Setelah beristirahat sejenak, perjalanan kami lanjutkan melewati jalan setapak dan kami mulai memasuki kawasan hutan yang cukup rimbun serta menyusuri aliran sungai kecil yang airnya cukup jernih. Tak lama kami menyusuri sungai dan jalan setapak sampailah kami di Curug Dampit, curug yang saat itu hanya berupa tebing terjal tanpa jatuhan air yang mungkin karena keringnya sumber mata air curug. Curug Dampit merupakan curug kembar (2 buah curug) yang saling berdampingan ketinggian curug tersebut sekitar 50 meter. Tapi sayang seribu sayang kami tak bisa menikmati keindahan jatuhan air curug yang kering.Di namai Curug Dampit mungkin karena curug tersebut saling berdempetan/bersebelahan.

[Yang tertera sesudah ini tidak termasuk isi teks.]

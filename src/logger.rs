//! Logging utilities with colored output.
//!
//! This module provides:
//! - `log!` macro for formatted terminal output with colored prefixes
//! - `debug!` macro, only shown with `--verbose`
//! - `WatchStatus` for the single-block compile status shown while previewing
//!
//! # Example
//!
//! ```ignore
//! log!("preview"; "http://{}", addr);
//! debug!("debounce"; "armed {} ({}ms)", session, delay);
//! logger::status_success("compiled main.tex (412ms)");
//! ```

use crossterm::{
    cursor, execute,
    terminal::{Clear, ClearType},
};
use owo_colors::OwoColorize;
use parking_lot::Mutex;
use std::{
    io::{Write, stdout},
    sync::LazyLock,
    sync::atomic::{AtomicBool, Ordering},
};

/// Global verbose flag (set by --verbose CLI argument)
static VERBOSE: AtomicBool = AtomicBool::new(false);

/// Set verbose mode globally
pub fn set_verbose(v: bool) {
    VERBOSE.store(v, Ordering::SeqCst);
}

/// Check if verbose mode is enabled
pub fn is_verbose() -> bool {
    VERBOSE.load(Ordering::SeqCst)
}

// ============================================================================
// Log Macro
// ============================================================================

/// Log a message with a colored module prefix
///
/// # Usage
/// ```ignore
/// log!("module"; "message with {} formatting", args);
/// ```
#[macro_export]
macro_rules! log {
    ($module:expr; $($arg:tt)*) => {{
        $crate::logger::log($module, &format!($($arg)*))
    }};
}

/// Log a debug message (only shown when --verbose is enabled)
///
/// # Usage
/// ```ignore
/// debug!("module"; "debug info: {}", value);
/// ```
#[macro_export]
macro_rules! debug {
    ($module:expr; $($arg:tt)*) => {{
        if $crate::logger::is_verbose() {
            $crate::logger::log($module, &format!($($arg)*))
        }
    }};
}

// ============================================================================
// Helper Functions
// ============================================================================

/// Log a message with a colored module prefix
#[inline]
pub fn log(module: &str, message: &str) {
    let module_lower = module.to_ascii_lowercase();
    let prefix = colorize_prefix(module, &module_lower);

    let mut stdout = stdout().lock();
    execute!(stdout, Clear(ClearType::UntilNewLine)).ok();
    writeln!(stdout, "{prefix} {message}").ok();
    stdout.flush().ok();
}

/// Apply color to a module prefix based on module type
#[inline]
fn colorize_prefix(module: &str, module_lower: &str) -> String {
    let prefix = format!("[{module}]");
    match module_lower {
        "preview" | "serve" => prefix.bright_blue().bold().to_string(),
        "watch" => prefix.bright_green().bold().to_string(),
        "error" => prefix.bright_red().bold().to_string(),
        _ => prefix.bright_yellow().bold().to_string(),
    }
}

// ============================================================================
// Watch Status (single-block status with overwrite)
// ============================================================================

/// Get current UTC time formatted as HH:MM:SS
fn now() -> String {
    use std::time::SystemTime;
    let secs = SystemTime::now()
        .duration_since(SystemTime::UNIX_EPOCH)
        .map(|d| d.as_secs())
        .unwrap_or(0);
    let hours = (secs / 3600) % 24;
    let minutes = (secs / 60) % 60;
    let seconds = secs % 60;
    format!("{hours:02}:{minutes:02}:{seconds:02}")
}

/// Single-block status display for preview mode
///
/// Each compile result overwrites the previous one, so the terminal shows
/// the state of the latest job only.
///
/// # Example
///
/// ```ignore
/// let mut status = WatchStatus::new();
/// status.success("compiled main.tex");
/// status.error("compile failed: main.tex", "Undefined control sequence. (line 5)");
/// ```
pub struct WatchStatus {
    /// Lines of previous output to clear
    last_lines: usize,
}

/// Global status display shared by the pipeline and the export path.
static WATCH_STATUS: LazyLock<Mutex<WatchStatus>> =
    LazyLock::new(|| Mutex::new(WatchStatus::new()));

impl WatchStatus {
    /// Create a new watch status display.
    pub const fn new() -> Self {
        Self { last_lines: 0 }
    }

    /// Display success message (✓ prefix, green).
    pub fn success(&mut self, message: &str) {
        self.display(format!("{}", "✓".green()), message);
    }

    /// Display error message (✗ prefix, red) with optional detail.
    pub fn error(&mut self, summary: &str, detail: &str) {
        let message = if detail.is_empty() {
            summary.to_string()
        } else {
            format!("{summary}\n{detail}")
        };
        self.display(format!("{}", "✗".red()), &message);
    }

    /// Every message is tracked so the next one can overwrite it.
    fn display(&mut self, symbol: String, message: &str) {
        let mut stdout = stdout().lock();

        if self.last_lines > 0 {
            #[allow(clippy::cast_possible_truncation)]
            let lines = self.last_lines as u16;
            execute!(stdout, cursor::MoveUp(lines)).ok();
            execute!(stdout, Clear(ClearType::FromCursorDown)).ok();
        }

        let timestamp = format!("[{}]", now()).dimmed().to_string();
        writeln!(stdout, "{timestamp} {symbol} {message}").ok();
        stdout.flush().ok();

        self.last_lines = line_count(message);
    }
}

/// Number of terminal lines a status message occupies.
fn line_count(message: &str) -> usize {
    message.matches('\n').count() + 1
}

/// Global watch status: success
pub fn status_success(message: &str) {
    WATCH_STATUS.lock().success(message);
}

/// Global watch status: error
pub fn status_error(summary: &str, detail: &str) {
    WATCH_STATUS.lock().error(summary, detail);
}

// ============================================================================
// Tests
// ============================================================================

#[cfg(test)]
mod tests {
    use super::*;

    #[test]
    fn test_watch_status_new() {
        let status = WatchStatus::new();
        assert_eq!(status.last_lines, 0);
    }

    #[test]
    fn test_line_count_single() {
        assert_eq!(line_count("compiled main.tex (412ms)"), 1);
    }

    #[test]
    fn test_line_count_error_with_detail() {
        let summary = "compile failed: main.tex";
        let detail = "Undefined control sequence. (line 5)\nsee .texmex-temp/ab12/temp.log";
        assert_eq!(line_count(&format!("{summary}\n{detail}")), 3);
    }

    #[test]
    fn test_verbose_toggle() {
        set_verbose(true);
        assert!(is_verbose());
        set_verbose(false);
        assert!(!is_verbose());
    }

    #[test]
    fn test_timestamp_format() {
        let ts = now();
        assert_eq!(ts.len(), 8);
        assert_eq!(ts.as_bytes()[2], b':');
        assert_eq!(ts.as_bytes()[5], b':');
    }
}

Kami pun melepas lelah sembari membuka bekal di atas sebongkah pohon besar yang tumbang dan diiringi suara aliran sungai kecil serta kicauan burung, subhanallah alangkah indahnya. Suasana "waas" yang jarang kita temui dihiruk pikuk kota yang semakin sumpek. Setelah cukup beristirahat dan mengisi perut, petualangan pun kami lanjutkan untuk menuju puncak Gunung Manglayang. Kami masuk ke sebuah bukit dan melewati rimbunnya semak belukar dan dengan terpaksa membuka jalan. Ternyata oh ternyata jalan yang kami buka semakin menanjak dan curam, saya dan seorang teman mencoba mengecek jalan dan sedikit membuka jalan ke atas dan sebagian menunggu di bawah sebuah batu besar yang terlilit akar. Ternyata keadaan jalan ke atas tak mungkin bisa dilewati dan kami putuskan tuk turun kembali.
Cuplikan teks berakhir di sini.